## What needs to be done
Only the lines from the first line of the records through the line containing "pub use self::engine::Engine;" belong in the answer. Copy them exactly.

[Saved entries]
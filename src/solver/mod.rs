use crate::environment::Environment;
use crate::error::Result;
use crate::expr::Constant;
use crate::formula::{Formula, VariableMap};
use num_bigint::{BigInt, BigUint};
use std::fmt;

mod assumptions;
mod engine;
mod optimize;
#[cfg(test)]
mod reference;
mod rsmt;
mod session;
mod smt_solver;
mod term;
mod translator;

pub use self::assumptions::Assumptions;
pub use self::engine::Engine;
pub use self::optimize::{
    Direction, ObjectiveHandle, OptStatus, OptimizationOptions, OptimizationOptionsBuilder,
};
#[cfg(test)]
pub(crate) use self::reference::ReferenceEngine;
pub use self::rsmt::RsmtEngine;
pub use self::session::{Session, SessionMode};
pub use self::smt_solver::SmtSolver;
pub use self::term::{Function, Symbol, Term, TermKind};
pub use self::translator::{FormulaTranslator, TranslatedFormula};

#[derive(Clone, Copy, Debug, Eq, PartialEq, Hash)]
pub enum SatResult {
    Satisfiable,
    Unsatisfiable,
    /// The engine could not decide, or the check failed.
    Unknown,
}

impl fmt::Display for SatResult {
    fn fmt(&self, f: &mut fmt::Formatter<'_>) -> fmt::Result {
        match self {
            Self::Satisfiable => write!(f, "SAT"),
            Self::Unsatisfiable => write!(f, "UNSAT"),
            Self::Unknown => write!(f, "UNKNOWN"),
        }
    }
}

/// A full assignment, indexed like the variable map.
///
/// Slot 0 is always empty, slot `i` holds the value of the variable with index `i`.
#[derive(Clone, Debug, Eq, PartialEq)]
pub struct Solution {
    values: Vec<Option<Constant>>,
}

impl Solution {
    pub fn new(variable_count: usize) -> Self {
        Self {
            values: vec![None; variable_count + 1],
        }
    }

    /// Number of slots, i.e. the variable count plus one.
    pub fn len(&self) -> usize {
        self.values.len()
    }

    pub fn is_empty(&self) -> bool {
        self.values.len() <= 1
    }

    pub fn get(&self, index: usize) -> Option<&Constant> {
        self.values.get(index).and_then(Option::as_ref)
    }

    pub fn set(&mut self, index: usize, value: Constant) -> Result<()> {
        match self.values.get_mut(index) {
            Some(slot) if index > 0 => {
                *slot = Some(value);
                Ok(())
            }
            _ => Err(format!("Solution has no slot for index {}", index).into()),
        }
    }

    pub fn value_of(&self, variable_map: &VariableMap, name: &str) -> Option<&Constant> {
        variable_map
            .index_of(name)
            .and_then(|index| self.get(index))
    }

    pub fn values(&self) -> &[Option<Constant>] {
        &self.values
    }
}

impl fmt::Display for Solution {
    fn fmt(&self, f: &mut fmt::Formatter<'_>) -> fmt::Result {
        write!(f, "[")?;
        for (index, value) in self.values.iter().enumerate().skip(1) {
            if index > 1 {
                write!(f, ", ")?;
            }
            match value {
                Some(value) => write!(f, "{}", value)?,
                None => write!(f, "_")?,
            }
        }
        write!(f, "]")
    }
}

/// Outcome of a model count.
#[derive(Clone, Debug, Eq, PartialEq, Hash)]
pub enum SolutionCount {
    Count(BigUint),
    /// The enumeration did not complete.
    Failed,
}

impl SolutionCount {
    pub fn count(&self) -> Option<&BigUint> {
        match self {
            Self::Count(count) => Some(count),
            Self::Failed => None,
        }
    }

    pub fn is_failed(&self) -> bool {
        matches!(self, Self::Failed)
    }

    /// The count as a signed number, `-1` if counting failed.
    pub fn to_signed(&self) -> BigInt {
        match self {
            Self::Count(count) => BigInt::from(count.clone()),
            Self::Failed => BigInt::from(-1),
        }
    }
}

impl fmt::Display for SolutionCount {
    fn fmt(&self, f: &mut fmt::Formatter<'_>) -> fmt::Result {
        write!(f, "{}", self.to_signed())
    }
}

pub trait SatSolver {
    fn assumptions(&self) -> &Assumptions;
    fn assumptions_mut(&mut self) -> &mut Assumptions;

    /// Decides satisfiability of the formula under the current assumptions.
    fn has_solution(&mut self) -> SatResult;
}

pub trait SolutionSolver: SatSolver {
    type Solution;

    /// Some satisfying assignment, `None` if there is none or it could not be determined.
    fn solution(&mut self) -> Option<Self::Solution>;

    fn find_solution(&mut self) -> Option<Self::Solution> {
        self.solution()
    }
}

pub trait SharpSatSolver: SatSolver {
    /// Number of distinct assignments of the boolean variables which extend to a model.
    fn count_solutions(&mut self) -> SolutionCount;
}

pub trait OptSolver: SatSolver {
    type Objective;
    type Bound;

    fn minimum(&mut self, objective: &Self::Objective) -> Option<Self::Bound>;
    fn maximum(&mut self, objective: &Self::Objective) -> Option<Self::Bound>;
}

pub trait MusSolver: SatSolver {
    type Constraint;

    /// A minimal unsatisfiable subset of the constraints, empty if the formula is satisfiable.
    fn minimal_unsatisfiable_subset(&mut self) -> Option<Vec<Self::Constraint>>;

    /// Only a single subset is computed.
    fn all_minimal_unsatisfiable_subsets(&mut self) -> Option<Vec<Vec<Self::Constraint>>> {
        self.minimal_unsatisfiable_subset().map(|subset| vec![subset])
    }
}

pub fn create_engine(env: &Environment) -> Result<RsmtEngine> {
    RsmtEngine::new_from_env(env)
}

pub fn create_solver(formula: &Formula, env: &Environment) -> Result<SmtSolver<RsmtEngine>> {
    let engine = create_engine(env)?;
    SmtSolver::with_options(formula, engine, env.optimization_options()?)
}
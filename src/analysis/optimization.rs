use crate::analysis::Analysis;
use crate::error::Result;
use crate::expr::{Constant, Expression};
use crate::solver::{Engine, OptSolver, SmtSolver};
use num_rational::BigRational;

/// Computes the minimum of a numeric objective over all solutions.
#[derive(Clone, Debug)]
pub struct MinimumAnalysis {
    objective: Expression,
    assumptions: Vec<(String, Constant)>,
}

impl MinimumAnalysis {
    pub fn new(objective: Expression) -> Result<Self> {
        objective.sort().expect_numeric()?;
        Ok(Self {
            objective,
            assumptions: Vec::new(),
        })
    }

    pub fn objective(&self) -> &Expression {
        &self.objective
    }
}

named_assumptions!(MinimumAnalysis);

impl Analysis for MinimumAnalysis {
    type Output = Option<BigRational>;

    fn name(&self) -> &'static str {
        "Minimum"
    }

    fn assumptions(&self) -> &[(String, Constant)] {
        &self.assumptions
    }

    fn analyze<E: Engine>(&self, solver: &mut SmtSolver<E>) -> Result<Option<BigRational>> {
        let objective = solver.translate(&self.objective)?;
        Ok(solver.minimum(&objective))
    }
}

/// Computes the maximum of a numeric objective over all solutions.
#[derive(Clone, Debug)]
pub struct MaximumAnalysis {
    objective: Expression,
    assumptions: Vec<(String, Constant)>,
}

impl MaximumAnalysis {
    pub fn new(objective: Expression) -> Result<Self> {
        objective.sort().expect_numeric()?;
        Ok(Self {
            objective,
            assumptions: Vec::new(),
        })
    }

    pub fn objective(&self) -> &Expression {
        &self.objective
    }
}

named_assumptions!(MaximumAnalysis);

impl Analysis for MaximumAnalysis {
    type Output = Option<BigRational>;

    fn name(&self) -> &'static str {
        "Maximum"
    }

    fn assumptions(&self) -> &[(String, Constant)] {
        &self.assumptions
    }

    fn analyze<E: Engine>(&self, solver: &mut SmtSolver<E>) -> Result<Option<BigRational>> {
        let objective = solver.translate(&self.objective)?;
        Ok(solver.maximum(&objective))
    }
}

#[cfg(test)]
mod tests {
    use super::*;
    use crate::expr::{Arithmetic, Boolean};
    use crate::formula::Formula;
    use crate::solver::ReferenceEngine;
    use test_log::test;

    fn x() -> Expression {
        Arithmetic::integer_variable("x").into()
    }

    fn y() -> Expression {
        Arithmetic::integer_variable("y").into()
    }

    /// 0 <= x /\ x <= 3 /\ 0 <= y /\ y <= 2
    fn box_constraints() -> Formula {
        Formula::new(
            Boolean::conjunction(&[
                Arithmetic::lte(Arithmetic::integer(0), x()).unwrap(),
                Arithmetic::lte(x(), Arithmetic::integer(3)).unwrap(),
                Arithmetic::lte(Arithmetic::integer(0), y()).unwrap(),
                Arithmetic::lte(y(), Arithmetic::integer(2)).unwrap(),
            ])
            .unwrap(),
        )
        .unwrap()
    }

    fn integer(value: i64) -> BigRational {
        BigRational::from_integer(value.into())
    }

    #[test]
    fn test_minimum_of_sum() {
        let objective = Arithmetic::add(x(), y()).unwrap();

        let minimum = MinimumAnalysis::new(objective)
            .unwrap()
            .execute(&box_constraints(), ReferenceEngine::new())
            .unwrap();

        assert_eq!(minimum, Some(integer(0)));
    }

    #[test]
    fn test_maximum_of_difference() {
        let objective = Arithmetic::sub(x(), y()).unwrap();

        let maximum = MaximumAnalysis::new(objective)
            .unwrap()
            .execute(&box_constraints(), ReferenceEngine::new())
            .unwrap();

        assert_eq!(maximum, Some(integer(3)));
    }

    #[test]
    fn test_maximum_under_assumption() {
        let objective = Arithmetic::add(x(), y()).unwrap();

        let maximum = MaximumAnalysis::new(objective)
            .unwrap()
            .with_assumption("y", 1)
            .execute(&box_constraints(), ReferenceEngine::new())
            .unwrap();

        assert_eq!(maximum, Some(integer(4)));
    }

    #[test]
    fn test_objective_must_be_numeric() {
        let objective: Expression = Boolean::variable("a").into();

        assert!(MinimumAnalysis::new(objective.clone()).is_err());
        assert!(MaximumAnalysis::new(objective).is_err());
    }

    #[test]
    fn test_objective_over_unknown_variable() {
        let z: Expression = Arithmetic::integer_variable("z").into();

        let result = MinimumAnalysis::new(z)
            .unwrap()
            .execute(&box_constraints(), ReferenceEngine::new());

        assert!(result.is_err());
    }
}
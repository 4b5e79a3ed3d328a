use crate::analysis::Analysis;
use crate::error::Result;
use crate::expr::Constant;
use crate::solver::{Engine, SatResult, SatSolver, SmtSolver, Solution, SolutionSolver};

/// Decides whether the formula has a solution.
#[derive(Clone, Debug, Default)]
pub struct HasSolutionAnalysis {
    assumptions: Vec<(String, Constant)>,
}

impl HasSolutionAnalysis {
    pub fn new() -> Self {
        Self::default()
    }
}

named_assumptions!(HasSolutionAnalysis);

impl Analysis for HasSolutionAnalysis {
    type Output = SatResult;

    fn name(&self) -> &'static str {
        "HasSolution"
    }

    fn assumptions(&self) -> &[(String, Constant)] {
        &self.assumptions
    }

    fn analyze<E: Engine>(&self, solver: &mut SmtSolver<E>) -> Result<SatResult> {
        Ok(solver.has_solution())
    }
}

/// Finds some solution of the formula.
#[derive(Clone, Debug, Default)]
pub struct GetSolutionAnalysis {
    assumptions: Vec<(String, Constant)>,
}

impl GetSolutionAnalysis {
    pub fn new() -> Self {
        Self::default()
    }
}

named_assumptions!(GetSolutionAnalysis);

impl Analysis for GetSolutionAnalysis {
    type Output = Option<Solution>;

    fn name(&self) -> &'static str {
        "GetSolution"
    }

    fn assumptions(&self) -> &[(String, Constant)] {
        &self.assumptions
    }

    fn analyze<E: Engine>(&self, solver: &mut SmtSolver<E>) -> Result<Option<Solution>> {
        Ok(solver.find_solution())
    }
}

## Output
filename src/solver/mod.rs
use crate::environment::Environment;
use crate::error::Result;
use crate::expr::Constant;
use crate::formula::{Formula, VariableMap};
use num_bigint::{BigInt, BigUint};
use std::fmt;

mod assumptions;
mod engine;
mod optimize;
#[cfg(test)]
mod reference;
mod rsmt;
mod session;
mod smt_solver;
mod term;
mod translator;

pub use self::assumptions::Assumptions;
pub use self::engine::Engine;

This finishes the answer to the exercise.